Por Enrique Patricio *

Nota: En el presente comentario crítico, se trata tan sólo de hacer un somero balance del actual panorama interinstitucional en el ramo de patrimonio cultural en nuestro estado de Veracruz, México, más precisamente de contemplar una incidencia directa en el uso del patrimonio intangible ─sea ésta de forma casual o premeditada─, vía la mercadotecnia. Todo en aras de incursionar culturalmente en un proceso globalizador (mas éste, entendemos, en un mundo no sólo no enteramente global sino sumo globalizante en su “cómo; o lo que es lo mismo, un proceso globalizador mal entendido y prácticamente impuesto por la fuerza, tal y como nos lo quieren dar a “conocer”). Ahora bien, acerca del proceso federal que se sigue en el mismo terreno, no es que no valga la pena hacerse aquí algún comentario, sino que de ello (del marcado continuismo de una política cultural de Estado en crisis recurrente) ya dan cuenta sobradamente los medios nacionales. Nada más cabe agregar, finalmente, en esta exposición de motivos, que no atañe al escrito (al balance) un nivel de argumentación que pudiéramos llamar de “ajuste de cuentas”, es decir, aquel que tuviera que ver con personas en lo general o con instituciones en lo particular, toda vez que su interés básico reside únicamente en contribuir, sin más, al análisis del fenómeno teórico cultural vigente.

De la cultura de la mercantilización
a la mercantilización de la cultura


Partamos pues aquí, dado el caso que nos ocupa, de la siguiente consideración económica; de que en el momento de su intercambio en el mercado, el valor de todo patrimonio cultural-histórico intangible establece una señalada diferencia respecto del trastocamiento que pueda sufrir en su valor un bien industrial, o un producto agrícola, o un servicio, a través de su comercio, por más complejo que éste sea.
Consideremos ponderar grosso modo, el concepto valor en el marketing cultural patrimonial con el siguiente enfoque:

a) Mercantilización de la cultura.- Vista ésta como aquel hecho cultural que, basado en la tradición de una colectividad, en una historia popular enriquecida a través del tiempo y genuinamente significante para ella, es hoy considerada como potencialmente rentable, sí y sólo sí, para los inversionistas cabe la factibilidad de explotarle únicamente como un gran espectáculo escénico. Es decir, esto siempre y cuando reúna en su valor tal hecho cultural, además de las propias, otras características que de forma interna le son ajenas; alejándole, pues, de esta manera, de su hábitat cultural natural.
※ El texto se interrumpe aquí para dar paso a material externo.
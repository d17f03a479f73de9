//! Structured health reporting for service and child lifecycle events.

use std::sync::Arc;

use arbor_config::Config;

use crate::children::ChildError;
use crate::process::{LaunchError, StopReason};
use crate::topology::ChildRecord;

const HEALTH_TARGET: &str = concat!(env!("CARGO_PKG_NAME"), "::health");

/// Observer trait used to surface lifecycle events to telemetry sinks.
pub trait HealthReporter: Send + Sync {
    /// Invoked before the listener is bound.
    fn service_starting(&self, config: &Config);

    /// Invoked once requests are being served.
    fn service_ready(&self, config: &Config);

    /// Invoked when startup or supervision fails.
    fn service_failed(&self, error: &LaunchError);

    /// Invoked when shutdown begins.
    fn service_stopping(&self, reason: StopReason);

    /// Invoked before a child process is launched.
    fn child_spawning(&self, name: &str, port: u16);

    /// Invoked after a child joins the topology.
    fn child_registered(&self, record: &ChildRecord);

    /// Invoked when a spawn request is refused or rolled back.
    fn child_rejected(&self, name: &str, error: &ChildError);

    /// Invoked after a child leaves the topology.
    fn child_removed(&self, record: &ChildRecord, process_missing: bool);
}

impl<T> HealthReporter for Arc<T>
where
    T: HealthReporter,
{
    fn service_starting(&self, config: &Config) {
        (**self).service_starting(config);
    }

    fn service_ready(&self, config: &Config) {
        (**self).service_ready(config);
    }

    fn service_failed(&self, error: &LaunchError) {
        (**self).service_failed(error);
    }

    fn service_stopping(&self, reason: StopReason) {
        (**self).service_stopping(reason);
    }

    fn child_spawning(&self, name: &str, port: u16) {
        (**self).child_spawning(name, port);
    }

    fn child_registered(&self, record: &ChildRecord) {
        (**self).child_registered(record);
    }

    fn child_rejected(&self, name: &str, error: &ChildError) {
        (**self).child_rejected(name, error);
    }

    fn child_removed(&self, record: &ChildRecord, process_missing: bool) {
        (**self).child_removed(record, process_missing);
    }
}

/// Default reporter that records lifecycle events using `tracing`.
#[derive(Debug, Default, Clone, Copy)]
pub struct StructuredHealthReporter;

impl StructuredHealthReporter {
    /// Builds a new reporter.
    #[must_use]
    pub const fn new() -> Self {
        Self
    }
}

impl HealthReporter for StructuredHealthReporter {
    fn service_starting(&self, config: &Config) {
        tracing::info!(
            target: HEALTH_TARGET,
            event = "service_starting",
            name = %config.name,
            app = %config.app,
            address = %config.address(),
            "starting service"
        );
    }

    fn service_ready(&self, config: &Config) {
        tracing::info!(
            target: HEALTH_TARGET,
            event = "service_ready",
            name = %config.name,
            address = %config.address(),
            log_filter = %config.log_filter(),
            log_format = ?config.log_format(),
            "service ready"
        );
    }

    fn service_failed(&self, error: &LaunchError) {
        tracing::error!(
            target: HEALTH_TARGET,
            event = "service_failed",
            error = %error,
            "service failed"
        );
    }

    fn service_stopping(&self, reason: StopReason) {
        tracing::info!(
            target: HEALTH_TARGET,
            event = "service_stopping",
            reason = %reason,
            "service stopping"
        );
    }

    fn child_spawning(&self, name: &str, port: u16) {
        tracing::info!(
            target: HEALTH_TARGET,
            event = "child_spawning",
            child = name,
            port,
            "launching child"
        );
    }

    fn child_registered(&self, record: &ChildRecord) {
        tracing::info!(
            target: HEALTH_TARGET,
            event = "child_registered",
            child = %record.name,
            app = %record.app,
            pid = record.pid,
            address = %record.address,
            "child registered"
        );
    }

    fn child_rejected(&self, name: &str, error: &ChildError) {
        tracing::warn!(
            target: HEALTH_TARGET,
            event = "child_rejected",
            child = name,
            error = %error,
            "child rejected"
        );
    }

    fn child_removed(&self, record: &ChildRecord, process_missing: bool) {
        tracing::info!(
            target: HEALTH_TARGET,
            event = "child_removed",
            child = %record.name,
            pid = record.pid,
            process_missing,
            "child removed"
        );
    }
}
b) Cultura de la mercantilización.- Esta forma cultural es básicamente utilitaria; donde el fin de su realización es la venta o rentabilidad al consumo.Es todo un fenómeno contemporáneo que convierte los hechos, culturales o no, en efectistas y trascendentes sólo en sus propios términos, o sea vistos a través de los mediático y, fundamentalmente, lo masivo. Carece, pues, por ser relativamente nueva como forma cultural, de historia. No observa tampoco, tradición auténtica alguna, a no ser una “tradición programable”; puesto que es cultivada de manera no histórica sino tecnológicamente organizada. Y si bien esta fórmula cultural intenta convencer de que mágicamente puede convertir algo en “arte”, más bien sólo puede darle una ligera connotación artística (el ejemplo máximo de ello lo es la industria de la moda). Por si fuera poco, en este mundo del espectáculo que apuesta únicamente y valga la redundancia, a la espectacularidad misma del evento, se trata de exaltar lo banal y lo trivial frívolamente, el entretenimiento per se antes que la tradición cultural intangible, ésta nada más viene a resultarle un buen pretexto para cumplir otros fines, eso hasta el día de hoy.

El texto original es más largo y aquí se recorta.